Ketika usulan pencabutan tap MPRS XXV tentang pembubaran PKI dan pelarangan ajaran Komuniseme, Marxisme dan leninisme di Infonesia dan munculnya berbagai kelompok “kiri” dianggap sebagai indikasi kebangkitan PKI, maka munculnya usulan pembentukan khilafah, usulan kembali ke Piagam Jakarta dan munculnya berbagai kelompok intoleran yang menggunakan simbol dan mengatas namakan agama sebarannya bisa dilihat sebagai indikator dan bukti yang terang benderang bangkitnya hantu DI/TII dari liang kuburnya.
Dalam perspektif kebangsaan, munculnya kedua issu dan gerakan tersebut sama-sama membahayakan integritasi dan bangunan kebangsaan Indonesia karena sama-sama mengancam dan nenggerogoti fondasi dan Ideologi negara Pancasila
Yang menarik, meski sama-sama mengancam integritas bangsa, tapi hantu Komunisne lebih bayak menyedot perhatian dan menguras tenaga dibanding hantu DII/TII yang juga jelas dan nyata wujudnya. Ini terjadi karena kebangkitan hantu DII/TII dibungkus dengan simbol agama.
Bisa dikatakan, hiruk pikuk dan kegaduhan yang terjadi saat ini merupakan cermin pertarungan hantu dari jasad-jasad pemberontak NKRI yang sdh terkubur di masa lalu.
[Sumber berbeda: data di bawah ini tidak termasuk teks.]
//! HUD widget state
//!
//! The score, high score and difficulty widgets plus the start and game-over
//! overlays only need touching when a value changes. [`Hud`] remembers what it
//! last showed and yields the minimal set of [`HudUpdate`]s per frame.

use super::RenderSnapshot;
use crate::sim::{DifficultyLabel, GameStatus, RunSummary};

/// Which overlay is visible
#[derive(Debug, Clone, Copy, PartialEq, Eq)]
pub enum Overlay {
    /// Title screen
    Start,
    /// In-canvas "press to start" hint
    WaitingHint,
    /// No overlay while flying
    None,
    /// Final score panel
    GameOver(RunSummary),
}

impl Overlay {
    pub fn for_status(status: GameStatus, last_run: Option<RunSummary>) -> Self {
        match (status, last_run) {
            (GameStatus::Start, _) => Overlay::Start,
            (GameStatus::Waiting, _) => Overlay::WaitingHint,
            (GameStatus::Playing, _) => Overlay::None,
            (GameStatus::GameOver, Some(summary)) => Overlay::GameOver(summary),
            // A game over always records its run; show a blank panel otherwise
            (GameStatus::GameOver, None) => Overlay::GameOver(RunSummary::new(0, 0)),
        }
    }
}

/// One widget change
#[derive(Debug, Clone, PartialEq, Eq)]
pub enum HudUpdate {
    Score(String),
    HighScore(String),
    Difficulty(&'static str),
    Overlay(Overlay),
}

/// Values the HUD currently shows
#[derive(Debug, Clone, Copy, PartialEq, Eq)]
struct Shown {
    score: u32,
    high_score: u32,
    difficulty: DifficultyLabel,
    overlay: Overlay,
}

/// Tracks displayed widget values between frames
#[derive(Debug, Clone, Default)]
pub struct Hud {
    shown: Option<Shown>,
}

impl Hud {
    pub fn new() -> Self {
        Self::default()
    }

    /// Diff the snapshot against what is on screen. The first call emits everything.
    pub fn update(&mut self, snapshot: &RenderSnapshot<'_>) -> Vec<HudUpdate> {
        let next = Shown {
            score: snapshot.score,
            high_score: snapshot.high_score,
            difficulty: snapshot.difficulty,
            overlay: Overlay::for_status(snapshot.status, snapshot.last_run),
        };

        let mut updates = Vec::new();
        let prev = self.shown;

        if prev.map(|p| p.score) != Some(next.score) {
            updates.push(HudUpdate::Score(next.score.to_string()));
        }
        if prev.map(|p| p.high_score) != Some(next.high_score) {
            updates.push(HudUpdate::HighScore(next.high_score.to_string()));
        }
        if prev.map(|p| p.difficulty) != Some(next.difficulty) {
            updates.push(HudUpdate::Difficulty(next.difficulty.as_str()));
        }
        if prev.map(|p| p.overlay) != Some(next.overlay) {
            updates.push(HudUpdate::Overlay(next.overlay));
        }

        self.shown = Some(next);
        updates
    }
}
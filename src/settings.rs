//! Game settings and preferences
//!
//! Persisted separately from the high score in LocalStorage (web) or read
//! from a JSON file (native).

use serde::{Deserialize, Serialize};

/// Quality preset levels
#[derive(Debug, Clone, Copy, PartialEq, Eq, Serialize, Deserialize, Default)]
pub enum QualityPreset {
    Low,
    #[default]
    Medium,
    High,
}

impl QualityPreset {
    pub fn as_str(&self) -> &'static str {
        match self {
            QualityPreset::Low => "Low",
            QualityPreset::Medium => "Medium",
            QualityPreset::High => "High",
        }
    }

    pub fn parse(s: &str) -> Option<Self> {
        match s.to_lowercase().as_str() {
            "low" => Some(QualityPreset::Low),
            "medium" | "med" => Some(QualityPreset::Medium),
            "high" => Some(QualityPreset::High),
            _ => None,
        }
    }

    /// Next preset in the Low, Medium, High cycle
    pub fn next(&self) -> Self {
        match self {
            QualityPreset::Low => QualityPreset::Medium,
            QualityPreset::Medium => QualityPreset::High,
            QualityPreset::High => QualityPreset::Low,
        }
    }

    /// Maximum live particles for this preset
    pub fn max_particles(&self) -> usize {
        match self {
            QualityPreset::Low => 100,
            QualityPreset::Medium => 500,
            QualityPreset::High => 2000,
        }
    }

    /// Background stars for this preset
    pub fn star_count(&self) -> usize {
        match self {
            QualityPreset::Low => 40,
            QualityPreset::Medium | QualityPreset::High => crate::consts::STAR_COUNT,
        }
    }
}

/// Game settings/preferences
#[derive(Debug, Clone, PartialEq, Serialize, Deserialize)]
#[serde(default)]
pub struct Settings {
    /// Graphics quality preset
    pub quality: QualityPreset,

    // === Visual Effects ===
    /// Boost, trail and explosion particles
    pub particles: bool,
    /// Scrolling background grid
    pub grid: bool,
    /// CRT scanline overlay
    pub scanlines: bool,

    // === Accessibility ===
    /// Reduced motion (no ship tilt, no scanlines)
    pub reduced_motion: bool,
}

impl Default for Settings {
    fn default() -> Self {
        Self {
            quality: QualityPreset::Medium,
            particles: true,
            grid: true,
            scanlines: true,
            reduced_motion: false,
        }
    }
}

impl Settings {
    /// Create settings from a quality preset (applies preset defaults)
    pub fn from_preset(preset: QualityPreset) -> Self {
        let mut settings = Self::default();
        settings.apply_preset(preset);
        settings
    }

    /// Apply a quality preset (updates quality-dependent settings)
    pub fn apply_preset(&mut self, preset: QualityPreset) {
        self.quality = preset;

        // Low preset drops the full-screen overlays
        if preset == QualityPreset::Low {
            self.scanlines = false;
            self.grid = false;
        }
    }

    /// Effective particle count cap
    pub fn max_particles(&self) -> usize {
        if !self.particles {
            0
        } else {
            self.quality.max_particles()
        }
    }

    /// Effective scanlines (respects reduced_motion)
    pub fn effective_scanlines(&self) -> bool {
        self.scanlines && !self.reduced_motion
    }

    /// Whether the ship tilts with its velocity
    pub fn ship_tilt(&self) -> bool {
        !self.reduced_motion
    }

    pub fn from_json(json: &str) -> Result<Self, serde_json::Error> {
        serde_json::from_str(json)
    }

    pub fn to_json(&self) -> Result<String, serde_json::Error> {
        serde_json::to_string(self)
    }

    /// LocalStorage key
    #[cfg_attr(not(target_arch = "wasm32"), allow(dead_code))]
    const STORAGE_KEY: &'static str = "neonBoostSettings";

    #[cfg(target_arch = "wasm32")]
    fn storage() -> Option<web_sys::Storage> {
        web_sys::window()?.local_storage().ok()?
    }

    /// Stored settings, or defaults when absent or unreadable (web)
    #[cfg(target_arch = "wasm32")]
    pub fn load() -> Self {
        let stored = Self::storage().and_then(|s| s.get_item(Self::STORAGE_KEY).ok().flatten());
        let Some(json) = stored else {
            log::info!("No stored settings, using defaults");
            return Self::default();
        };

        Self::from_json(&json).unwrap_or_else(|e| {
            log::warn!("Ignoring stored settings: {}", e);
            Self::default()
        })
    }

    /// Remember these settings across visits (web)
    #[cfg(target_arch = "wasm32")]
    pub fn save(&self) {
        let Some(storage) = Self::storage() else {
            log::warn!("LocalStorage unavailable, settings not saved");
            return;
        };
        match self.to_json() {
            Ok(json) => {
                if storage.set_item(Self::STORAGE_KEY, &json).is_err() {
                    log::warn!("Could not save settings");
                }
            }
            Err(e) => log::warn!("Could not encode settings: {}", e),
        }
    }

    /// Load settings from a JSON file, falling back to defaults (native)
    #[cfg(not(target_arch = "wasm32"))]
    pub fn load_from(path: &std::path::Path) -> Self {
        match std::fs::read_to_string(path) {
            Ok(json) => Self::from_json(&json).unwrap_or_else(|e| {
                log::warn!("Ignoring settings in {}: {}", path.display(), e);
                Self::default()
            }),
            Err(e) => {
                log::warn!("Could not read settings {}: {}", path.display(), e);
                Self::default()
            }
        }
    }
}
Sebagai hantu tentunya mengalami transformasi bentuk dan tampilan sehingga tidak sama persis dari wujudnya asalnya. Tapi ruh dan spiritnya tetap sama, mengganti dasar negara.
Untuk melawan hantu-hantu masa lalu yang gentayangan maka cara paling efektif adalah menjadikan Pancasila sebagai pijakan dalam merespon dan mensikapi ulah hantu-hantu gentayangan serta para calo yang menanfaatkannya.
Ini artinya harus ada revitalisasi Pancasila melalui penyegaran (refreshment) terhadap pemahaman Pancasila yang lebih kontekstual dan fungsional. Harus diakui, diantara para hantu itu juga sedang melakukan perebutan makna dan pemahaman Pancasila sebagai legitimasi untuk menyembunyikan kepentingan masing-masing.
Melemahnya Pancasila sebagai dasar dan ideologi negara merupakan titik masuk hantu-hantu dan membuat mereka bebas gentayangan merasuki kesadaran jiwa anak bangsa. Jika kondisi seperti ini diteruskan maka bangsa ini akan terseret dalam konflik yang bisa merobek keutuhan bangsa.
Dalam hal ini rasanya kita perlu belajar dan membuka kembali secara cermat dan mendalam tentang nilai-nilai dan kearifan yang dicontohkan oleh para pendiri bangsa dalam merawat keberagaman
Tanpa sikap ini, bangsa Indonesia akan terus disibukkan oleh perdebatan yang tanpa arti. Dan perdebatan seperti ini akan tetus terulang setiap musim hantu tiba.